▶ EXERCISE DETAILS
What is needed here is an exact repetition of the records below, beginning at the line that has "recognised text as an" and stopping after the line that has "use crate::tools::ExternalTool;".

▶ MATERIAL FOR THIS EXERCISE
------------------------------------

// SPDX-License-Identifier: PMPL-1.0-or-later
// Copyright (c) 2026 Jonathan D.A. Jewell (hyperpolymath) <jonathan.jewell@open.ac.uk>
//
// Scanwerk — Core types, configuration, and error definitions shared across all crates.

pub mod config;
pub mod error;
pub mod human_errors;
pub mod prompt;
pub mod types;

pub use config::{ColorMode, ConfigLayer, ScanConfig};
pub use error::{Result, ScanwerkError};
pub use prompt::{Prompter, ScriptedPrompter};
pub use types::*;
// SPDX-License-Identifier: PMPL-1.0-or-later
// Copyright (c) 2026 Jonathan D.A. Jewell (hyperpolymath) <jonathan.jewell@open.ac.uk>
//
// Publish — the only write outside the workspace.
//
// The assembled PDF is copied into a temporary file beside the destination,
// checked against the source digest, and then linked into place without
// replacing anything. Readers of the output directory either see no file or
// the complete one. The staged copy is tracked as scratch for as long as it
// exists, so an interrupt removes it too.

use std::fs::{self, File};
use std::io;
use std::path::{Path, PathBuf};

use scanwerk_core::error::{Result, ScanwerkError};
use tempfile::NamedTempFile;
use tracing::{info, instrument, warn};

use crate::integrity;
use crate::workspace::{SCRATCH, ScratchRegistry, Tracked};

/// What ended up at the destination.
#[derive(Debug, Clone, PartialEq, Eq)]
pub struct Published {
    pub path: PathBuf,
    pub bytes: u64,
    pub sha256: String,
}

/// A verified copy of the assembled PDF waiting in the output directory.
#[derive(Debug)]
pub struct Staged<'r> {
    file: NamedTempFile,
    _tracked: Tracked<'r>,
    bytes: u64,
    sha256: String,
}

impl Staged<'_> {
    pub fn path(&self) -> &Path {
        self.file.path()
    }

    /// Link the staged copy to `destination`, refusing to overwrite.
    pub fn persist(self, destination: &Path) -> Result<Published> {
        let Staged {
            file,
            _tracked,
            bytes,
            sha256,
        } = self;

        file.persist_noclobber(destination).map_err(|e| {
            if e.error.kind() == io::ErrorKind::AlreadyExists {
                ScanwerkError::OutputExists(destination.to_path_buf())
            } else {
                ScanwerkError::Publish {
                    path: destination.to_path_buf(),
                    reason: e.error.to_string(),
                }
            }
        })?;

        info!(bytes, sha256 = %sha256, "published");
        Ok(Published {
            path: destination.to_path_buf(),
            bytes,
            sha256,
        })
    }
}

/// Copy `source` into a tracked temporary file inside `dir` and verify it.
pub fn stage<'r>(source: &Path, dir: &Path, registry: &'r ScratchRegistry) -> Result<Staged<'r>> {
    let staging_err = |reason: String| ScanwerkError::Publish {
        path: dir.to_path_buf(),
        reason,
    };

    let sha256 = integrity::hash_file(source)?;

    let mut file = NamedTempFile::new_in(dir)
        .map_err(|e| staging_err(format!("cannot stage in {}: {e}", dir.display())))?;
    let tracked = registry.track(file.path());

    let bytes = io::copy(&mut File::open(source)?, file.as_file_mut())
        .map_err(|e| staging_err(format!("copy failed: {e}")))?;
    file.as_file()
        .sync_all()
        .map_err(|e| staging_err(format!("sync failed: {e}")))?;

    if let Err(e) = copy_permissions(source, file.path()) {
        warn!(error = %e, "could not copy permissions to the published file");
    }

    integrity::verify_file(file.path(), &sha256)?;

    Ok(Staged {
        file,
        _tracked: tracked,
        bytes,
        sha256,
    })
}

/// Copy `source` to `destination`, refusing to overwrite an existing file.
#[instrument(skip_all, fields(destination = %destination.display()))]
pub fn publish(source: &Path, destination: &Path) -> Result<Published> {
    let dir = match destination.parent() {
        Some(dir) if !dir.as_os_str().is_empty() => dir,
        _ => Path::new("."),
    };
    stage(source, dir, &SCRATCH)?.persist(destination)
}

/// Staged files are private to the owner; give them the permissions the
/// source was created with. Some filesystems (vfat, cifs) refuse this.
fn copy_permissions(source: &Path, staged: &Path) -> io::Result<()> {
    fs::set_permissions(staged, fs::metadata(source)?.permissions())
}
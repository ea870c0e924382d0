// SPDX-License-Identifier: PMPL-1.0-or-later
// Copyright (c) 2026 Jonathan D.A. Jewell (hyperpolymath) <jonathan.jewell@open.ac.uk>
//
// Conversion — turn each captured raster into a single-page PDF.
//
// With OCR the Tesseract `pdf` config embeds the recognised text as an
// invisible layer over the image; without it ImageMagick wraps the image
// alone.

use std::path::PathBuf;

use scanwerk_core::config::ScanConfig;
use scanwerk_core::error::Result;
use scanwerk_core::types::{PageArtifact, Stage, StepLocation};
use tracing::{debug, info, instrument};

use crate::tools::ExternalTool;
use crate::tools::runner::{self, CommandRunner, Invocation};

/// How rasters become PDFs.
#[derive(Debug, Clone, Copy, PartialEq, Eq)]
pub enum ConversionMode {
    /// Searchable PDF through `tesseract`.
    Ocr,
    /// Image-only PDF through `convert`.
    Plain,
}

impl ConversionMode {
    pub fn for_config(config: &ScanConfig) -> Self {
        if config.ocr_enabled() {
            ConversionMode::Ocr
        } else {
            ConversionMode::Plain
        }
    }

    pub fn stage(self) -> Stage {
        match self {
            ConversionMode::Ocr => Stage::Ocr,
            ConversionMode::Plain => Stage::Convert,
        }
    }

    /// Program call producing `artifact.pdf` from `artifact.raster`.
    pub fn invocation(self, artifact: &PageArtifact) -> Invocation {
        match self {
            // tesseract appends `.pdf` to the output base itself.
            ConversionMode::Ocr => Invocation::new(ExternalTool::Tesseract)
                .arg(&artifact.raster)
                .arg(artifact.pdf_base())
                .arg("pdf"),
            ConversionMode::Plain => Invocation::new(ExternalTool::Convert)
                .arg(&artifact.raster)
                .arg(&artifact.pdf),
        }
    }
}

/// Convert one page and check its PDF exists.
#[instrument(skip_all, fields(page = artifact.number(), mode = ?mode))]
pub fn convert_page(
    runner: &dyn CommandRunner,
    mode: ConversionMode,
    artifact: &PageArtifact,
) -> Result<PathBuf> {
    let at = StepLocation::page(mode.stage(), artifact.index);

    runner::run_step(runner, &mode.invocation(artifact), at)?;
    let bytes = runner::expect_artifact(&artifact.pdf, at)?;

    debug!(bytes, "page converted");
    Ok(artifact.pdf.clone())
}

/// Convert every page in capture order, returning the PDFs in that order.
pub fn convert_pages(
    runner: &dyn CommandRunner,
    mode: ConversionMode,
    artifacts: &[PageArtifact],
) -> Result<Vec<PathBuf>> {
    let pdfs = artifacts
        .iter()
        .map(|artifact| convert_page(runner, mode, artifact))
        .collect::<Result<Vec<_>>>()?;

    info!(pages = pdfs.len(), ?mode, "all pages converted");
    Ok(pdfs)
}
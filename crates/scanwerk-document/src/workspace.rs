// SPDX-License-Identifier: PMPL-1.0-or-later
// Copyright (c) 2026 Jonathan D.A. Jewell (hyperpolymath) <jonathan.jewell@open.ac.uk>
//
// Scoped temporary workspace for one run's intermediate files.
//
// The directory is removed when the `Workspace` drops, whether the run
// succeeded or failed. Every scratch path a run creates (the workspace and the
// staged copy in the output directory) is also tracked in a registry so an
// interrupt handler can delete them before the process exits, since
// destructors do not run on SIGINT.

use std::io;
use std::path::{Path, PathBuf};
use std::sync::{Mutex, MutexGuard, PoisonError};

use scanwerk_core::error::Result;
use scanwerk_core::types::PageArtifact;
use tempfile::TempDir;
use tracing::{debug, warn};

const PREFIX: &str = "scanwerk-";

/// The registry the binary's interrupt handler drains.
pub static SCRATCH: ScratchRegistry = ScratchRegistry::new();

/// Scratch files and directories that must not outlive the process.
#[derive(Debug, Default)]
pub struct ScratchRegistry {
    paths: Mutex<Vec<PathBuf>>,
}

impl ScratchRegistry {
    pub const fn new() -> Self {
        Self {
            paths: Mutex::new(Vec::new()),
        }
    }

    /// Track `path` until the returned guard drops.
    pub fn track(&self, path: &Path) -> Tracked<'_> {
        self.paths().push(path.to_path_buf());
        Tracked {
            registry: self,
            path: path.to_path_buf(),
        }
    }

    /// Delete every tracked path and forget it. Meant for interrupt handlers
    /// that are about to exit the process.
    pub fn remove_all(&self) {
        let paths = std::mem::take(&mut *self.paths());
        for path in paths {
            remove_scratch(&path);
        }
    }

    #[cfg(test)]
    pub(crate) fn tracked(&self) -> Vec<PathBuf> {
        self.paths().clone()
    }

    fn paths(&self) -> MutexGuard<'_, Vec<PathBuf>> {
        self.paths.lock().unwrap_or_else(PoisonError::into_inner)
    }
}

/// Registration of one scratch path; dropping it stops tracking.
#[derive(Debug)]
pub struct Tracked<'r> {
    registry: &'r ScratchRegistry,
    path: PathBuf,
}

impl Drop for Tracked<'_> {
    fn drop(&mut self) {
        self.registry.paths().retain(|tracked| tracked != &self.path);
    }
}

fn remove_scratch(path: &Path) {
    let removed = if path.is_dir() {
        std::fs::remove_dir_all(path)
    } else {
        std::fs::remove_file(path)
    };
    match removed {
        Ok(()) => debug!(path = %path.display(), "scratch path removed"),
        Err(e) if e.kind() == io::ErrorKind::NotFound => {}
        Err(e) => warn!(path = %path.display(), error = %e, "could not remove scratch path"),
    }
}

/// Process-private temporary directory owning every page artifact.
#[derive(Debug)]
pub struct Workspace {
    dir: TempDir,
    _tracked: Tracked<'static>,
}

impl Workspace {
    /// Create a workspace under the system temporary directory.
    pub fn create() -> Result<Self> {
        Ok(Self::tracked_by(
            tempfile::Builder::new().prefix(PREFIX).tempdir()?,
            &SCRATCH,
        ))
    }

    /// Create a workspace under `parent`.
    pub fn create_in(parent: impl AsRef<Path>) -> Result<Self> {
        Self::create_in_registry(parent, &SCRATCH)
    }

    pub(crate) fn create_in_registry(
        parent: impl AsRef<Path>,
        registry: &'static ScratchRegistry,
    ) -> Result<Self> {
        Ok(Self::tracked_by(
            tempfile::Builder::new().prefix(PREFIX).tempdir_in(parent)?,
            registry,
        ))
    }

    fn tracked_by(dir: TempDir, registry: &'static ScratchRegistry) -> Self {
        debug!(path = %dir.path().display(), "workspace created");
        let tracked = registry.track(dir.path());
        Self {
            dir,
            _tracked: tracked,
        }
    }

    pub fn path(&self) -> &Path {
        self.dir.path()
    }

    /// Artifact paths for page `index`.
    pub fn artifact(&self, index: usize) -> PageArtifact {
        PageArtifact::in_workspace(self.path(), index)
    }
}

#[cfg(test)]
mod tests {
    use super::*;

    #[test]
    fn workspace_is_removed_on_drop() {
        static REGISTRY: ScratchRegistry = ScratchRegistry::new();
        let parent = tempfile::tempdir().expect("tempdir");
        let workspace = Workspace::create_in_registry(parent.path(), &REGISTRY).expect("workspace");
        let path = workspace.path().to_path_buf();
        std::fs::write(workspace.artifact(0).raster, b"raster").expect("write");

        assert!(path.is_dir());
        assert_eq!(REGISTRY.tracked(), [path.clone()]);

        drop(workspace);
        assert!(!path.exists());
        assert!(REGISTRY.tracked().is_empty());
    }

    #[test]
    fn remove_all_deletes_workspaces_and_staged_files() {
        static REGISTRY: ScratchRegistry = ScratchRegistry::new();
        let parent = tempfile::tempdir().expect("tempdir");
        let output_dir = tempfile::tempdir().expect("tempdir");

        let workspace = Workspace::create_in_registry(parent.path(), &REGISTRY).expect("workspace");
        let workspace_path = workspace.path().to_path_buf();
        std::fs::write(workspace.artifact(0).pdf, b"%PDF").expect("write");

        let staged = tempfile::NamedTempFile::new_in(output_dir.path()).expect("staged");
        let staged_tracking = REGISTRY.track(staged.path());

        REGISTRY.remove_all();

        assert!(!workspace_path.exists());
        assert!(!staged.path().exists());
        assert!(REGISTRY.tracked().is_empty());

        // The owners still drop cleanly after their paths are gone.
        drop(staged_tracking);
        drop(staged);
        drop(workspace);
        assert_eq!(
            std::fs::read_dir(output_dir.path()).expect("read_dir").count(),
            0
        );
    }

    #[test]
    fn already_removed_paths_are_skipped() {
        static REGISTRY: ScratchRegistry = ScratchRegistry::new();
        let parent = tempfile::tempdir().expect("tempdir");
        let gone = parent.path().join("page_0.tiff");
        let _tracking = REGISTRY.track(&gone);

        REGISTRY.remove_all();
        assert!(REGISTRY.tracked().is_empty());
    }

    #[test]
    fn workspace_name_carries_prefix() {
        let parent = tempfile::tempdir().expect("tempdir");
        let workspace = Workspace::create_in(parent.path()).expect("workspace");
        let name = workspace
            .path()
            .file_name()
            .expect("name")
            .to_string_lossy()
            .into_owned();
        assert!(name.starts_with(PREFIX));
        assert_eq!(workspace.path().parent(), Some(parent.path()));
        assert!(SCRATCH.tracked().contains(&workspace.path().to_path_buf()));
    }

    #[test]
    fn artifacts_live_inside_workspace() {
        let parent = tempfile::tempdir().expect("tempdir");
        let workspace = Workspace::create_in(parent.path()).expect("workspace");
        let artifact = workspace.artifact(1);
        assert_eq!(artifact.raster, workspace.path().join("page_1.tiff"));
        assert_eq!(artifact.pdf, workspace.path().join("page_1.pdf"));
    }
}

------------------------------------

▶ EXERCISE OUTPUT
// With OCR the Tesseract `pdf` config embeds the recognised text as an
// invisible layer over the image; without it ImageMagick wraps the image
// alone.

use std::path::PathBuf;

use scanwerk_core::config::ScanConfig;
use scanwerk_core::error::Result;
use scanwerk_core::types::{PageArtifact, Stage, StepLocation};
use tracing::{debug, info, instrument};

use crate::tools::ExternalTool;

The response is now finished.